I despise half-chaps. :lol: I just find them uncomfortable, and not very attractive. For everyday riding I wear rubber/PVC waterproof tall boots, and I prefer those over half-chaps. I have a pair of suede ones with velcro closures, and they've been in the tack room collecting dust ever since I got my PVC tall boots. But, to be of help, the velcro closures are nice as they allow you to choose the width for each section of your calf, so they are easier to "customize." Good luck on your search!
_Posted via Mobile Device_


----------



## kitten_Val (Apr 25, 2007)

VelvetsAB said:


> _Kitten-you said that you have really low paddock boots already, correct? Or just regular paddock boots? _


Actually they are not VERY low. Somewhere in mid between my knee in and the ankle.


----------



## upnover (Jan 17, 2008)

I think half chaps are wonderful! I think someone mentioned this, but make sure they are very snug and very tall when you start off. They will stretch out (esp the cheaper ones, and some of the expensive ones too!) and break down a bit, just like tall boots. If you want a really good fit I'd take a tape measure and measure the widest part of your calf and then the length from the back of your knee to the floor. Then look at size charts to see what would be the best for you. Tredsteps and ProChaps are my favorite brands. Mainly b/c their sizing is length x width instead of S M L so you get a more custom fit. They're both a little more expensive but fabulous quality.


----------



## upnover (Jan 17, 2008)

Sunny said:


> I despise half-chaps. :lol: I just find them uncomfortable, and not very attractive. For everyday riding I wear rubber/PVC waterproof tall boots, and I prefer those over half-chaps.
> _Posted via Mobile Device_



You think rubber boots are more comfortable and attractive then half chaps??? interesting.... (not meant to be snobby or snarky, i just honestly think that's interesting! )


----------



## Sunny (Mar 26, 2010)

upnover said:


> You think rubber boots are more comfortable and attractive then half chaps??? interesting.... (not meant to be snobby or snarky, i just honestly think that's interesting! )
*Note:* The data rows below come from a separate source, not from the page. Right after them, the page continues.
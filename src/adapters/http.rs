use crate::config::FeedSettings;
use crate::domain::model::{DateRange, RawFeedPayload};
use crate::domain::ports::FeedSource;
use crate::utils::error::{EtlError, Result};
use reqwest::Client;

/// Client for the NeoWs `feed` endpoint.
#[derive(Debug, Clone)]
pub struct NeoFeedClient {
    client: Client,
    url: Option<String>,
    api_key: Option<String>,
}

impl NeoFeedClient {
    pub fn new(settings: &FeedSettings) -> Result<Self> {
        let client = Client::builder().timeout(settings.timeout).build()?;
        Ok(Self {
            client,
            url: settings.url.clone(),
            api_key: settings.api_key.clone(),
        })
    }

    fn credentials(&self) -> Result<(&str, &str)> {
        let url = self
            .url
            .as_deref()
            .ok_or_else(|| EtlError::MissingConfigError {
                field: "feed.url".to_string(),
            })?;
        let api_key = self
            .api_key
            .as_deref()
            .ok_or_else(|| EtlError::MissingConfigError {
                field: "feed.api_key".to_string(),
            })?;
        Ok((url, api_key))
    }
}

impl FeedSource for NeoFeedClient {
    async fn fetch(&self, range: DateRange) -> Result<RawFeedPayload> {
        let (url, api_key) = self.credentials()?;

        tracing::info!("🌍 Requesting NEO feed for {}", range);
        tracing::debug!("Feed endpoint: {}", url);

        // The query string carries the API key, so errors drop the URL before surfacing.
        let response = self
            .client
            .get(url)
            .query(&[
                ("start_date", range.start_param().as_str()),
                ("end_date", range.end_param().as_str()),
                ("api_key", api_key),
            ])
            .send()
            .await
            .map_err(|e| e.without_url())?;

        tracing::debug!("Feed response status: {}", response.status());

        let body: serde_json::Value = response
            .error_for_status()
            .map_err(|e| e.without_url())?
            .json()
            .await
            .map_err(|e| e.without_url())?;

        let payload = RawFeedPayload::new(body);
        match payload.element_count() {
            Some(count) => tracing::info!("✅ Extraction successful, feed reports {} objects", count),
            None => tracing::info!("✅ Extraction successful"),
        }
        Ok(payload)
    }
}

#[cfg(test)]
mod tests {
    use super::*;
    use chrono::NaiveDate;
    use httpmock::prelude::*;
    use std::time::Duration;

    fn range() -> DateRange {
        DateRange::new(
            NaiveDate::from_ymd_opt(2024, 1, 1).unwrap(),
            NaiveDate::from_ymd_opt(2024, 1, 2).unwrap(),
        )
    }

    fn settings(url: Option<String>, api_key: Option<&str>) -> FeedSettings {
        FeedSettings {
            url,
            api_key: api_key.map(str::to_string),
            timeout: Duration::from_secs(5),
        }
    }

    #[tokio::test]
    async fn test_fetch_sends_range_and_key() {
        let server = MockServer::start();
        let api_mock = server.mock(|when, then| {
            when.method(GET)
                .path("/neo/rest/v1/feed")
                .query_param("start_date", "2024-01-01")
                .query_param("end_date", "2024-01-02")
                .query_param("api_key", "DEMO_KEY");
            then.status(200)
                .header("Content-Type", "application/json")
                .json_body(serde_json::json!({"element_count": 0, "near_earth_objects": {}}));
        });

        let client = NeoFeedClient::new(&settings(
            Some(server.url("/neo/rest/v1/feed")),
            Some("DEMO_KEY"),
        ))
        .unwrap();

        let payload = client.fetch(range()).await.unwrap();

        api_mock.assert();
        assert_eq!(payload.element_count(), Some(0));
    }

    #[tokio::test]
    async fn test_fetch_without_key_makes_no_request() {
        let server = MockServer::start();
        let api_mock = server.mock(|when, then| {
            when.method(GET);
            then.status(200).json_body(serde_json::json!({}));
        });

        let client = NeoFeedClient::new(&settings(Some(server.url("/feed")), None)).unwrap();
        let err = client.fetch(range()).await.unwrap_err();

        assert!(matches!(err, EtlError::MissingConfigError { ref field } if field == "feed.api_key"));
        api_mock.assert_hits(0);

        let client = NeoFeedClient::new(&settings(None, Some("DEMO_KEY"))).unwrap();
        let err = client.fetch(range()).await.unwrap_err();
        assert!(matches!(err, EtlError::MissingConfigError { ref field } if field == "feed.url"));
    }

    #[tokio::test]
    async fn test_fetch_non_success_status_is_request_error() {
        let server = MockServer::start();
        let api_mock = server.mock(|when, then| {
            when.method(GET).path("/feed");
            then.status(400)
                .json_body(serde_json::json!({"error_message": "Date Format Exception"}));
        });

        let client = NeoFeedClient::new(&settings(Some(server.url("/feed")), Some("SECRET_KEY"))).unwrap();
        let err = client.fetch(range()).await.unwrap_err();

        api_mock.assert();
        match err {
            EtlError::RequestError(e) => {
                assert_eq!(e.status().map(|s| s.as_u16()), Some(400));
                assert!(!e.to_string().contains("SECRET_KEY"));
            }
            other => panic!("expected RequestError, got {:?}", other),
        }
    }

    #[tokio::test]
    async fn test_fetch_invalid_json_is_request_error() {
        let server = MockServer::start();
        server.mock(|when, then| {
            when.method(GET).path("/feed");
            then.status(200).body("<html>maintenance</html>");
        });

        let client = NeoFeedClient::new(&settings(Some(server.url("/feed")), Some("DEMO_KEY"))).unwrap();
        assert!(matches!(
            client.fetch(range()).await,
            Err(EtlError::RequestError(_))
        ));
    }

    #[tokio::test]
    async fn test_fetch_unreachable_host_is_request_error() {
        // Nothing listens on port 1.
        let client = NeoFeedClient::new(&settings(
            Some("http://127.0.0.1:1/feed".to_string()),
            Some("SECRET_KEY"),
        ))
        .unwrap();

        match client.fetch(range()).await {
            Err(EtlError::RequestError(e)) => {
                assert!(e.status().is_none());
                assert!(e.url().is_none());
                assert!(!e.to_string().contains("SECRET_KEY"));
            }
            other => panic!("expected RequestError, got {:?}", other),
        }
    }
}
 Oh, I luuuurve my rubber tall boots. They give more support, and I really like the look of mine. I can ride in them, muck stalls, bathe horses, etc. Plus, all I have to do is take a baby wipe to them, and voila! Good as new. Different strokes for different folks. 
_Posted via Mobile Device_


----------



## VelvetsAB (Aug 11, 2010)

_I had a pair of rubber boots as well before I got my half chaps, and had them for 10 years pretty much. I really liked them, but my leg position has improved a lot since I got the half chaps. Plus my rubbs were starting to stink to high heaven when I took them off :S_


----------



## kitten_Val (Apr 25, 2007)

Sunny said:


> Oh, I luuuurve my rubber tall boots. They give more support, and I really like the look of mine. I can ride in them, muck stalls, bathe horses, etc. Plus, all I have to do is take a baby wipe to them, and voila! Good as new. Different strokes for different folks.
> _Posted via Mobile Device_


Can you a post a pic of the boots, please? I'm curious. When I think about it, only those big rubber boots I muck the field in come in my mind (and they are definitely not great for riding). :lol:


----------



## Sunny (Mar 26, 2010)

Here are a few links. :wink:

Ovation Dafna Winner PVC Boot-Lds and Rubber Riding Boots | EQUESTRIAN COLLECTIONS.COM

Dover Saddlery | Derby Rubber Boot - Ladies' .

Rubber Riding Boots Ladies: Saddles Tack Horse Supplies - ChickSaddlery.com

ETA: I only paid about $30 or so for mine.


----------



## VelvetsAB (Aug 11, 2010)

_If you would like to see them on, I think all the pics in my album have me wearing them._

_They arent the best or always clear pictures. In the last pic I am wearing my half chaps from Ariat._


----------



## kitten_Val (Apr 25, 2007)

Folks, aren't they too slippery and loose? I have pair from TSC (although not nearly that elegant  ), but they feel really loose on leg (on calf).


----------



## Alwaysbehind (Jul 10, 2009)

Unless they have changed tons since I had my rubber tall boots (which I admit was 20 something years ago) they are horribly uncomfortable and crack after too sort of time.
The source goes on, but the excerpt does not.